Vivimos momentos en los que la palabra cuidar se repite con frecuencia. Cuídate, a modo de despedida; prácticas o consejos o rutinas para el autocuidado; cuidarse, cuidar de, cuidarme… en cada mente, en cada persona estas palabras activan diferentes ideas y comportamientos.

Cuidarse como sinónimo de mimarse, puede invitarnos a darnos todos los caprichos que nos apetezcan. Cuidarse a modo de protegerse, quizás nos mantenga observantes y en una actitud desconfiada. Cuidar como asistir es probable que nos mantenga pendientes de las necesidades ajenas.

En estos momentos en los que nuestras miradas no pueden viajar al horizonte, nuestros cuerpos no pueden hacer largas caminatas, no podemos escuchar los sonidos del exterior por largos momentos, ni mirar la vida que ocurre espontánea en una ciudad o en la naturaleza, siento que cuidarnos pasar por ver, sin filtros, mis ojos rojos que escuecen de tanta pantalla y tanta falta de perder la mirada en la lejanía. También es sentir mi espalda adolorida y contraída de paseos cortos, ejercicios sin desplazamiento, de las horas de estar sentada frente a una pantalla. Es notar lo que extraño un abrazo, un beso, una caricia y una simple mirada de y a los ojos a la persona con la que hablo…

Escucho a muchas personas que no están durmiendo bien. Personas cuyas rutinas cambian y sienten que les supone un esfuerzo descomunal intentar volver a dónde creen que quieren estar. Personas que comen más o menos, que fuman más o menos, que beben más o menos…personas que están haciendo lo que pueden, probablemente lo mejor que pueden y saben para llevar esta extraña y insólita situación.

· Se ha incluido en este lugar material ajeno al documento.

//! Opening inputs and outputs, with `-` for standard streams.

use std::fs::File;
use std::io::{self, BufRead, BufReader, BufWriter, Write};
use std::path::{Path, PathBuf};

use crate::utils::validation::is_stdio;

/// Open a buffered reader on a file, or on standard input for `-`
///
/// # Errors
///
/// Returns an error if the file cannot be opened.
pub fn open_input(path: &Path) -> io::Result<Box<dyn BufRead>> {
    if is_stdio(path) {
        Ok(Box::new(io::stdin().lock()))
    } else {
        Ok(Box::new(BufReader::new(File::open(path)?)))
    }
}

/// Open a buffered writer on a file, or on standard output for `-`
///
/// # Errors
///
/// Returns an error if the file cannot be created.
pub fn open_output(path: &Path) -> io::Result<Box<dyn Write>> {
    if is_stdio(path) {
        Ok(Box::new(BufWriter::new(io::stdout().lock())))
    } else {
        Ok(Box::new(BufWriter::new(File::create(path)?)))
    }
}

/// Output path next to `input`, replacing a `.vcf` extension with `suffix`.
///
/// `calls.vcf` with `_modified.vcf` gives `calls_modified.vcf`; reading from
/// standard input gives standard output.
#[must_use]
pub fn default_output_path(input: &Path, suffix: &str) -> PathBuf {
    if is_stdio(input) {
        return PathBuf::from(crate::utils::validation::STDIO_PATH);
    }

    let base = match input.extension() {
        Some(ext) if ext.eq_ignore_ascii_case("vcf") => input.file_stem(),
        _ => input.file_name(),
    };
    let stem = base
        .map(|name| name.to_string_lossy().into_owned())
        .unwrap_or_default();

    input.with_file_name(format!("{stem}{suffix}"))
}

#[cfg(test)]
mod tests {
    use super::*;

    #[test]
    fn test_default_output_path() {
        assert_eq!(
            default_output_path(Path::new("data/calls.vcf"), "_modified.vcf"),
            PathBuf::from("data/calls_modified.vcf")
        );
        assert_eq!(
            default_output_path(Path::new("calls.VCF"), "_het_positions.txt"),
            PathBuf::from("calls_het_positions.txt")
        );
        assert_eq!(
            default_output_path(Path::new("calls.txt"), "_AD_positions.txt"),
            PathBuf::from("calls.txt_AD_positions.txt")
        );
        assert_eq!(
            default_output_path(Path::new("-"), "_modified.vcf"),
            PathBuf::from("-")
        );
    }

    #[test]
    fn test_open_output_and_input() {
        let dir = tempfile::tempdir().unwrap();
        let path = dir.path().join("out.txt");
        {
            let mut out = open_output(&path).unwrap();
            out.write_all(b"line\n").unwrap();
            out.flush().unwrap();
        }

        let mut line = String::new();
        open_input(&path).unwrap().read_line(&mut line).unwrap();
        assert_eq!(line, "line\n");
    }
}
//! Reader for the VCF header block.
//!
//! The header is not auto-detected: the caller says how many lines it spans.
//! The last of those lines must be the column header
//! (`#CHROM POS ID REF ALT QUAL FILTER INFO FORMAT sample...`), which supplies
//! the sample names in column order.

use std::io::BufRead;

use tracing::debug;

use crate::core::error::FilterError;

/// Prefix of the column header line
pub const COLUMN_HEADER_PREFIX: &str = "#CHROM";

/// Number of columns preceding the first sample (fixed columns plus FORMAT)
pub const SAMPLE_COLUMN_OFFSET: usize = 9;

/// Header lines of a VCF, kept verbatim for echoing
#[derive(Debug, Clone, PartialEq, Eq)]
pub struct VcfHeader {
    /// Raw header lines including their original terminators
    pub lines: Vec<Vec<u8>>,
    /// Sample names from the column header line, in column order
    pub sample_names: Vec<String>,
}

impl VcfHeader {
    #[must_use]
    pub fn sample_count(&self) -> usize {
        self.sample_names.len()
    }
}

/// Read exactly `count` header lines from `reader`
///
/// Lines are kept as raw bytes; only the `#CHROM` line has to be UTF-8.
///
/// # Errors
///
/// Returns `FilterError::Io` on read failure, or `FilterError::Configuration`
/// if the input ends before `count` lines or the last header line is not a
/// UTF-8 `#CHROM` column header.
pub fn read_header<R: BufRead>(reader: &mut R, count: usize) -> Result<VcfHeader, FilterError> {
    if count == 0 {
        return Err(FilterError::configuration(
            "header line count must include the #CHROM line (got 0)",
        ));
    }

    let mut lines = Vec::with_capacity(count);
    for read in 0..count {
        let mut line = Vec::new();
        if reader.read_until(b'\n', &mut line)? == 0 {
            return Err(FilterError::Configuration(format!(
                "expected {count} header lines but input ended after {read}"
            )));
        }
        lines.push(line);
    }

    let sample_names = std::str::from_utf8(strip_line_terminator(&lines[count - 1]))
        .map_err(|_| FilterError::configuration("column header line is not valid UTF-8"))
        .and_then(parse_sample_names)
        .map_err(|e| match e {
            FilterError::Configuration(message) => FilterError::Configuration(format!(
                "header line {count}: {message}; check the header line count"
            )),
            other => other,
        })?;

    debug!(
        "Read {} header lines declaring {} samples",
        lines.len(),
        sample_names.len()
    );

    Ok(VcfHeader {
        lines,
        sample_names,
    })
}

/// Extract sample names from the `#CHROM` column header line
///
/// # Errors
///
/// Returns `FilterError::Configuration` if the line is not a column header.
pub fn parse_sample_names(line: &str) -> Result<Vec<String>, FilterError> {
    if !line.starts_with(COLUMN_HEADER_PREFIX) {
        return Err(FilterError::configuration(
            "expected the #CHROM column header line",
        ));
    }

    Ok(line
        .split('\t')
        .skip(SAMPLE_COLUMN_OFFSET)
        .map(str::to_string)
        .collect())
}

/// Split a raw line into its content and its terminator (`\n`, `\r\n`, or none)
#[must_use]
pub fn split_line_terminator(line: &[u8]) -> (&[u8], &[u8]) {
    let content = strip_line_terminator(line);
    line.split_at(content.len())
}

/// Strip a trailing `\n` or `\r\n`
#[must_use]
pub fn strip_line_terminator(line: &[u8]) -> &[u8] {
    line.strip_suffix(b"\n")
        .map(|l| l.strip_suffix(b"\r").unwrap_or(l))
        .unwrap_or(line)
}
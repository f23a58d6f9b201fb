//! Centralized validation of input and output paths.

use std::path::Path;

use crate::core::error::FilterError;

/// Path naming standard input or standard output
pub const STDIO_PATH: &str = "-";

/// Whether `path` stands for standard input/output
#[must_use]
pub fn is_stdio(path: &Path) -> bool {
    path.as_os_str() == STDIO_PATH
}

/// Refuse to write the output over the input being read.
///
/// # Errors
///
/// Returns `FilterError::Configuration` if both paths name the same file.
pub fn validate_output_path(input: &Path, output: &Path) -> Result<(), FilterError> {
    if is_stdio(input) || is_stdio(output) {
        return Ok(());
    }

    let same = match (input.canonicalize(), output.canonicalize()) {
        (Ok(a), Ok(b)) => a == b,
        // Output does not exist yet, so it cannot be the input
        _ => input == output,
    };

    if same {
        return Err(FilterError::Configuration(format!(
            "output path {} would overwrite the input",
            output.display()
        )));
    }
    Ok(())
}
//! Output sinks.
//!
//! [`VcfWriter`] echoes the header and every data line as raw bytes, replacing
//! only the sample columns that had a call masked. [`FlagWriter`] writes the
//! flagged-positions list instead and never emits VCF content.

use std::borrow::Cow;
use std::io::{self, Write};

use serde::Serialize;

use crate::parsing::vcf::{VcfHeader, SAMPLE_COLUMN_OFFSET};
use crate::processing::site::SiteOutcome;

/// Destination for processed records, one record at a time
pub trait RecordSink {
    /// Called once, before any record
    fn write_header(&mut self, header: &VcfHeader) -> io::Result<()>;

    /// Called for each data line; `raw_line` (without terminator) and
    /// `terminator` are the bytes as read
    fn write_record(
        &mut self,
        raw_line: &[u8],
        terminator: &[u8],
        outcome: &SiteOutcome<'_>,
    ) -> io::Result<()>;

    /// Called for blank lines between records
    fn write_blank(&mut self, raw_line: &[u8]) -> io::Result<()>;

    fn finish(&mut self) -> io::Result<()>;
}

/// Writes the (possibly rewritten) VCF
pub struct VcfWriter<W: Write> {
    writer: W,
}

impl<W: Write> VcfWriter<W> {
    pub fn new(writer: W) -> Self {
        Self { writer }
    }

    pub fn into_inner(self) -> W {
        self.writer
    }
}

impl<W: Write> RecordSink for VcfWriter<W> {
    fn write_header(&mut self, header: &VcfHeader) -> io::Result<()> {
        for line in &header.lines {
            self.writer.write_all(line)?;
        }
        Ok(())
    }

    fn write_record(
        &mut self,
        raw_line: &[u8],
        terminator: &[u8],
        outcome: &SiteOutcome<'_>,
    ) -> io::Result<()> {
        if outcome.record.is_modified() {
            let samples = &outcome.record.sample_values;
            for (index, column) in raw_line.split(|&b| b == b'\t').enumerate() {
                if index > 0 {
                    self.writer.write_all(b"\t")?;
                }
                let replaced = index
                    .checked_sub(SAMPLE_COLUMN_OFFSET)
                    .and_then(|sample| samples.get(sample));
                match replaced {
                    Some(Cow::Owned(value)) => write_sample(&mut self.writer, column, value)?,
                    _ => self.writer.write_all(column)?,
                }
            }
        } else {
            self.writer.write_all(raw_line)?;
        }
        self.writer.write_all(terminator)
    }

    fn write_blank(&mut self, raw_line: &[u8]) -> io::Result<()> {
        self.writer.write_all(raw_line)
    }

    fn finish(&mut self) -> io::Result<()> {
        self.writer.flush()
    }
}

/// Write a rewritten sample column, keeping the raw bytes of every sub-field
/// the rewrite left unchanged
fn write_sample<W: Write>(writer: &mut W, raw: &[u8], value: &str) -> io::Result<()> {
    let mut raw_fields = raw.split(|&b| b == b':');
    for (index, field) in value.split(':').enumerate() {
        if index > 0 {
            writer.write_all(b":")?;
        }
        match raw_fields.next() {
            Some(raw_field) if String::from_utf8_lossy(raw_field) == field => {
                writer.write_all(raw_field)?;
            }
            _ => writer.write_all(field.as_bytes())?,
        }
    }
    Ok(())
}

/// Layout of the flagged-positions list
#[derive(Debug, Clone, Copy, Default, PartialEq, Eq, clap::ValueEnum)]
pub enum ReportFormat {
    /// Tab-separated with a `#CHROM` header line
    #[default]
    Tsv,
    /// One JSON object per line
    Json,
}

#[derive(Serialize)]
struct FlaggedPosition<'a> {
    chrom: &'a str,
    pos: &'a str,
}

/// Writes one line per flagged call, or per flagged position with `unique_positions`.
///
/// Positions are de-duplicated against the last one written, which removes
/// every repeat in a sorted VCF (split multiallelic records included).
pub struct FlagWriter<W: Write> {
    writer: W,
    format: ReportFormat,
    unique_positions: bool,
    last_position: Option<(String, String)>,
}

impl<W: Write> FlagWriter<W> {
    pub fn new(writer: W, format: ReportFormat, unique_positions: bool) -> Self {
        Self {
            writer,
            format,
            unique_positions,
            last_position: None,
        }
    }

    pub fn into_inner(self) -> W {
        self.writer
    }

    fn write_json<T: Serialize>(&mut self, value: &T) -> io::Result<()> {
        serde_json::to_writer(&mut self.writer, value)?;
        self.writer.write_all(b"\n")
    }
}

impl<W: Write> RecordSink for FlagWriter<W> {
    fn write_header(&mut self, _header: &VcfHeader) -> io::Result<()> {
        match (self.format, self.unique_positions) {
            (ReportFormat::Json, _) => Ok(()),
            (ReportFormat::Tsv, true) => writeln!(self.writer, "#CHROM\tPOS"),
            (ReportFormat::Tsv, false) => writeln!(self.writer, "#CHROM\tPOS\tSAMPLE"),
        }
    }

    fn write_record(
        &mut self,
        _raw_line: &[u8],
        _terminator: &[u8],
        outcome: &SiteOutcome<'_>,
    ) -> io::Result<()> {
        if outcome.flagged.is_empty() {
            return Ok(());
        }

        if self.unique_positions {
            let position = FlaggedPosition {
                chrom: outcome.record.chromosome,
                pos: outcome.record.position,
            };
            let repeated = self
                .last_position
                .as_ref()
                .is_some_and(|(chrom, pos)| chrom == position.chrom && pos == position.pos);
            if repeated {
                return Ok(());
            }
            self.last_position = Some((position.chrom.to_string(), position.pos.to_string()));
            return match self.format {
                ReportFormat::Tsv => writeln!(self.writer, "{}\t{}", position.chrom, position.pos),
                ReportFormat::Json => self.write_json(&position),
            };
        }

        for flag in &outcome.flagged {
            match self.format {
                ReportFormat::Tsv => {
                    writeln!(self.writer, "{}\t{}\t{}", flag.chrom, flag.pos, flag.sample)?;
                }
                ReportFormat::Json => self.write_json(flag)?,
            }
        }
        Ok(())
    }

    fn write_blank(&mut self, _raw_line: &[u8]) -> io::Result<()> {
        Ok(())
    }

    fn finish(&mut self) -> io::Result<()> {
        self.writer.flush()
    }
}

#[cfg(test)]
mod tests {
    use super::*;
    use crate::core::ploidy::HaploidSample;
    use crate::core::types::{ActionMode, MaskStyle};
    use crate::processing::site::{RunConfig, SiteProcessor};

    const LINE: &str = "chr1\t100\t.\tA\tT,G\t.\t.\t.\tGT\t0/1\t1/2\t0/2";

    fn header() -> VcfHeader {
        VcfHeader {
            lines: vec![
                b"##fileformat=VCFv4.2\n".to_vec(),
                b"#CHROM\tPOS\tID\tREF\tALT\tQUAL\tFILTER\tINFO\tFORMAT\tf1\tm1\tm2\n".to_vec(),
            ],
            sample_names: vec!["f1".to_string(), "m1".to_string(), "m2".to_string()],
        }
    }

    fn processor(action: ActionMode) -> SiteProcessor {
        let config = RunConfig {
            action,
            mask_style: MaskStyle::MatchArity,
            ..RunConfig::default()
        };
        let haploids = vec![
            HaploidSample { name: "m1".to_string(), column: 1 },
            HaploidSample { name: "m2".to_string(), column: 2 },
        ];
        SiteProcessor::new(config, haploids, 3).unwrap()
    }

    fn render<S: RecordSink>(sink: &mut S, processor: &SiteProcessor, raw: &str) {
        sink.write_header(&header()).unwrap();
        write_line(sink, processor, raw);
        sink.finish().unwrap();
    }

    fn write_line<S: RecordSink>(sink: &mut S, processor: &SiteProcessor, raw: &str) {
        let (content, terminator) = crate::parsing::vcf::split_line_terminator(raw.as_bytes());
        let text = std::str::from_utf8(content).unwrap();
        let outcome = processor.process(text).unwrap();
        sink.write_record(content, terminator, &outcome).unwrap();
    }

    #[test]
    fn test_vcf_writer_rewrites_masked_line() {
        let mut sink = VcfWriter::new(Vec::new());
        render(&mut sink, &processor(ActionMode::Mask), &format!("{LINE}\r\n"));

        let out = String::from_utf8(sink.into_inner()).unwrap();
        assert!(out.starts_with("##fileformat=VCFv4.2\n#CHROM"));
        assert!(out.ends_with("chr1\t100\t.\tA\tT,G\t.\t.\t.\tGT\t0/1\t./.\t./.\r\n"));
    }

    #[test]
    fn test_vcf_writer_echoes_clean_line_verbatim() {
        let mut sink = VcfWriter::new(Vec::new());
        let raw = "chr1\t5\t.\tA\tT\t.\t.\t.\tGT\t0/1\t1\t0\n";
        render(&mut sink, &processor(ActionMode::Mask), raw);

        let out = String::from_utf8(sink.into_inner()).unwrap();
        assert!(out.ends_with(raw));
    }

    #[test]
    fn test_flag_writer_tsv() {
        let mut sink = FlagWriter::new(Vec::new(), ReportFormat::Tsv, false);
        render(&mut sink, &processor(ActionMode::Report), &format!("{LINE}\n"));

        let out = String::from_utf8(sink.into_inner()).unwrap();
        assert_eq!(out, "#CHROM\tPOS\tSAMPLE\nchr1\t100\tm1\nchr1\t100\tm2\n");
    }

    #[test]
    fn test_flag_writer_unique_positions() {
        let mut sink = FlagWriter::new(Vec::new(), ReportFormat::Tsv, true);
        render(&mut sink, &processor(ActionMode::Report), &format!("{LINE}\n"));

        let out = String::from_utf8(sink.into_inner()).unwrap();
        assert_eq!(out, "#CHROM\tPOS\nchr1\t100\n");
    }

    #[test]
    fn test_flag_writer_unique_positions_across_records() {
        let mut sink = FlagWriter::new(Vec::new(), ReportFormat::Tsv, true);
        let processor = processor(ActionMode::Report);
        sink.write_header(&header()).unwrap();
        write_line(&mut sink, &processor, "chr1\t100\t.\tA\tT\t.\t.\t.\tGT\t0\t0/1\t1\n");
        write_line(&mut sink, &processor, "chr1\t100\t.\tA\tG\t.\t.\t.\tGT\t0\t1\t0/1\n");
        write_line(&mut sink, &processor, "chr1\t200\t.\tA\tG\t.\t.\t.\tGT\t0\t0/1\t1\n");
        write_line(&mut sink, &processor, "chr2\t100\t.\tA\tG\t.\t.\t.\tGT\t0\t0/1\t1\n");
        sink.finish().unwrap();

        let out = String::from_utf8(sink.into_inner()).unwrap();
        assert_eq!(out, "#CHROM\tPOS\nchr1\t100\nchr1\t200\nchr2\t100\n");
    }

    #[test]
    fn test_flag_writer_json() {
        let mut sink = FlagWriter::new(Vec::new(), ReportFormat::Json, false);
        render(&mut sink, &processor(ActionMode::Report), &format!("{LINE}\n"));

        let out = String::from_utf8(sink.into_inner()).unwrap();
        let rows: Vec<serde_json::Value> = out
            .lines()
            .map(|l| serde_json::from_str(l).unwrap())
            .collect();
        assert_eq!(rows.len(), 2);
        assert_eq!(rows[0]["chrom"], "chr1");
        assert_eq!(rows[0]["pos"], "100");
        assert_eq!(rows[1]["sample"], "m2");
    }
}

¿Y si cuidarnos pasa por expresar el malestar, las dudas, la montaña rusa emocional, las carencias, las añoranzas y los deseos? ¿Y si cuidarme pasa por mirar mi insomnio a la cara y dejar de pelearme con él? Como dice una frase de un libro sobre hábitos saludables del sueño “es tarde y todavía no tengo sueño. Puedo aceptar esta sensación aunque no me guste” (Sarah Jane Arnold). Y no, no se trata de conformarme con mi mal dormir, se trata de dejar de pelearme con esta realidad que me molesta, me incomoda o me enfada, para empezar a entenderla.

Barruntar interminables y mentales peleas con mi insomnio no me va a hacer dormir mejor. Enfadarme conmigo por la mañana por sentir cansancio y no poder levantarme a la hora prevista tampoco me va a aliviar el insomnio. Quizás darme cuenta que soy humana, que mi vida no es perfecta, que estoy viviendo una situación de lo más rara y molesta, que me faltan muchas cosas, que mi día a día ha cambiado drásticamente en poco tiempo, quizás todo esto me permita ser más amable conmigo y con mi insomnio. Quizás pueda aceptar que me gustan las noches en las que duermo de continuo o en las que duermo 7 u 8 horas (o las que siento que necesito) y que algunos períodos, a veces largos, no hay noches así en mi vida.

Aceptar esto desde la amabilidad puede acercarme más fácilmente a una solución. Quizás alguna que se me ocurra a mi o quizás se me ocurra pedir ayuda profesional, en todo caso, cuidarme también pasa por ver mis malas hierbas como parte del paisaje, ver esos aspectos molestos y saber que también con ellas, hago lo que puedo para vivir cada día en esta anómala situación que estamos viviendo en todo el mundo.